Dapagliflozin delivers positive impact on cardiorenal axis in T2D patients
Treatment with the SGLT2 inhibitor dapagliflozin appears to confer beneficial effects on systemic and renal haemodynamic functions independently and beyond glucose lowering in individuals with type 2 diabetes (T2D), a study has found.
Forty-four T2D patients were randomly assigned to 12 weeks of dapagliflozin 10 mg/day or gliclazide 30 mg/day treatment. The investigators noninvasively measured systemic haemodynamic function, autonomic nervous system activity, and vascular stiffness. They also assessed renal haemodynamics, glomerular filtration rate (GFR), and effective renal plasma flow with gold-standard urinary clearances of inulin or iohexol and para-aminohippuric acid, respectively.

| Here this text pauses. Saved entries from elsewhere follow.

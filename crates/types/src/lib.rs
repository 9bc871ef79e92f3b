//! Core types for favobft consensus.
//!
//! This crate provides the foundational types used throughout the consensus
//! implementation:
//!
//! - **Primitives**: Hash, Ed25519 keys and signatures, addresses
//! - **Validators**: ValidatorInfo, ValidatorSet, ValidatorSetDelta
//! - **Chain data**: Header, Block, the consensus [`Extra`] payload and its codec
//! - **Messages**: signed proposals, votes and round changes
//!
//! # Design Philosophy
//!
//! This crate is self-contained with minimal dependencies. It does not depend on
//! any other workspace crates, making it the foundation layer.

mod block;
mod crypto;
mod extra;
mod hash;
mod identifiers;
mod message;
mod signing;
mod validator;

pub use block::{receipts_root, transactions_root, Block, Header, Receipt, Transaction};
pub use crypto::{CryptoError, KeyPair, PublicKey, Signature};
pub use extra::{
    Checkpoint, CommittedSeal, Extra, ExtraError, EXTRA_VERSION, FIXED_REGION_LEN, VANITY_LEN,
};
pub use hash::{Hash, HexError};
pub use identifiers::{Address, BlockNumber, EpochNumber, Round};
pub use message::{LockedBlock, Proposal, RoundChange, Vote};
pub use signing::{
    proposal_message, round_change_message, vote_message, VoteKind, DOMAIN_COMMIT,
    DOMAIN_PREPARE, DOMAIN_PROPOSAL, DOMAIN_ROUND_CHANGE,
};
pub use validator::{ValidatorInfo, ValidatorSet, ValidatorSetDelta};

/// Test utilities.
#[cfg(any(test, feature = "test-utils"))]
pub mod test_utils {
    use super::*;

    /// Deterministic keypair from a seed byte.
    pub fn test_keypair(seed: u8) -> KeyPair {
        let mut bytes = [0u8; 32];
        bytes[0] = seed;
        bytes[31] = 0x5a;
        KeyPair::from_seed(&bytes)
    }

    /// Validator entry for [`test_keypair`]`(seed)`.
    pub fn test_validator(seed: u8, voting_power: u64) -> ValidatorInfo {
        ValidatorInfo::new(test_keypair(seed).public_key(), voting_power)
    }

    /// Keypairs and an equal-power validator set of size `n` (seeds 1..=n).
    pub fn test_validator_set(n: u8) -> (Vec<KeyPair>, ValidatorSet) {
        let keys: Vec<KeyPair> = (1..=n).map(test_keypair).collect();
        let set = ValidatorSet::new(
            keys.iter()
                .map(|k| ValidatorInfo::new(k.public_key(), 1))
                .collect(),
        );
        (keys, set)
    }

    /// Unsealed empty block at `number` in epoch 0.
    pub fn test_block(number: BlockNumber) -> Block {
        let extra = Extra::new(ValidatorSetDelta::default(), Checkpoint::default());
        Block {
            header: Header::new(
                number,
                Hash::from_bytes(&number.to_be_bytes()),
                Address::default(),
                Hash::ZERO,
                transactions_root(&[]),
                number * 1_000,
                &extra,
            ),
            transactions: Vec::new(),
        }
    }
}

The associations between dapagliflozin-induced changes in cardiovascular and renal variables were then examined via correlation analyses.

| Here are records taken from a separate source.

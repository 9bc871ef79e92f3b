//! Per-height round state.

use crate::vote_set::{RoundChangeSet, VoteSet};
use favo_types::{BlockNumber, LockedBlock, Proposal, Round, ValidatorSetDelta};
use std::collections::BTreeMap;

/// Where the current height is in the protocol.
#[derive(Debug, Clone, Copy, PartialEq, Eq, Hash)]
pub enum Step {
    /// Height entered, round not started yet.
    NewHeight,
    /// Waiting for (or building) the round's proposal.
    Propose,
    /// Proposal accepted, collecting prepare votes.
    Prepare,
    /// Prepare quorum seen and locked, collecting commit votes.
    Commit,
    /// Commit quorum seen; the block has been handed off.
    Finalized,
    /// Round timed out; asking peers to move to a higher round.
    RoundChange,
}

impl std::fmt::Display for Step {
    fn fmt(&self, f: &mut std::fmt::Formatter<'_>) -> std::fmt::Result {
        let name = match self {
            Step::NewHeight => "NEW_HEIGHT",
            Step::Propose => "PROPOSE",
            Step::Prepare => "PREPARE",
            Step::Commit => "COMMIT",
            Step::Finalized => "FINALIZED",
            Step::RoundChange => "ROUND_CHANGE",
        };
        f.write_str(name)
    }
}

/// Transient state for one height. Discarded when the height finalizes.
#[derive(Debug, Clone)]
pub struct RoundState {
    pub height: BlockNumber,
    pub round: Round,
    pub step: Step,

    /// Proposal accepted for the current round.
    pub proposal: Option<Proposal>,

    /// Block this node prepared a quorum for. Survives round changes.
    pub locked: Option<LockedBlock>,

    pub votes: VoteSet,
    pub round_changes: RoundChangeSet,

    /// Verified proposals for rounds not reached yet.
    pub future_proposals: BTreeMap<Round, Proposal>,

    /// Highest round this node has sent a round change for.
    pub requested_round: Option<Round>,

    /// Round whose state execution is outstanding.
    pub awaiting_execution: Option<Round>,

    /// Delta a proposal at this height must carry. Fixed when the height starts.
    pub expected_delta: ValidatorSetDelta,

    // Per-round flags, reset by `advance_to`.
    pub proposed: bool,
    pub prepared: bool,
    pub prepare_certified: bool,
}

impl RoundState {
    pub fn new(height: BlockNumber, expected_delta: ValidatorSetDelta) -> Self {
        Self {
            height,
            round: 0,
            step: Step::NewHeight,
            proposal: None,
            locked: None,
            votes: VoteSet::new(),
            round_changes: RoundChangeSet::new(),
            future_proposals: BTreeMap::new(),
            requested_round: None,
            awaiting_execution: None,
            expected_delta,
            proposed: false,
            prepared: false,
            prepare_certified: false,
        }
    }

    /// Enter `round` in the propose step. Anything tied to earlier rounds is
    /// dropped, including an outstanding execution request.
    pub fn advance_to(&mut self, round: Round) {
        self.round = round;
        self.step = Step::Propose;
        self.proposal = None;
        self.awaiting_execution = None;
        self.proposed = false;
        self.prepared = false;
        self.prepare_certified = false;
        self.votes.prune_below(round);
        self.round_changes.prune_below(round);
        self.future_proposals.retain(|r, _| *r >= round);
    }
}

#[cfg(test)]
mod tests {
    use super::*;
    use favo_types::test_utils::{test_block, test_keypair};

    #[test]
    fn test_advance_keeps_lock_and_clears_round_flags() {
        let mut rs = RoundState::new(5, ValidatorSetDelta::default());
        rs.locked = Some(LockedBlock {
            round: 0,
            block: test_block(5),
        });
        rs.proposal = Some(Proposal::new(0, test_block(5), &test_keypair(1)));
        rs.awaiting_execution = Some(0);
        rs.prepared = true;

        rs.advance_to(2);
        assert_eq!(rs.round, 2);
        assert_eq!(rs.step, Step::Propose);
        assert!(rs.proposal.is_none());
        assert!(rs.awaiting_execution.is_none());
        assert!(!rs.prepared);
        assert!(rs.locked.is_some());
    }

    #[test]
    fn test_step_display() {
        assert_eq!(Step::RoundChange.to_string(), "ROUND_CHANGE");
    }
}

Dapagliflozin therapy led to a decrease in stroke volume by 4 percent, cardiac output by 5 percent, vascular stiffness by 11 percent, and mean arterial pressure by 5 percent from baseline, without increasing heart rate or sympathetic activity. At the same time, dapagliflozin reduced GFR by 8 percent.
Although dapagliflozin and gliclazide both improved glycaemic control (–0.5±0.5 percent vs –0.7±0.5 percent; p=0.12), the latter did not any of the above measurements. Moreover, no clear relationship was observed between the dapagliflozin-induced changes in cardiovascular and renal physiology.
“There is a bidirectional relationship between cardiovascular and renal disease,” the investigators said. “The drug-class of SGLT2 inhibitors improves outcomes at both ends of this so called cardiorenal axis.”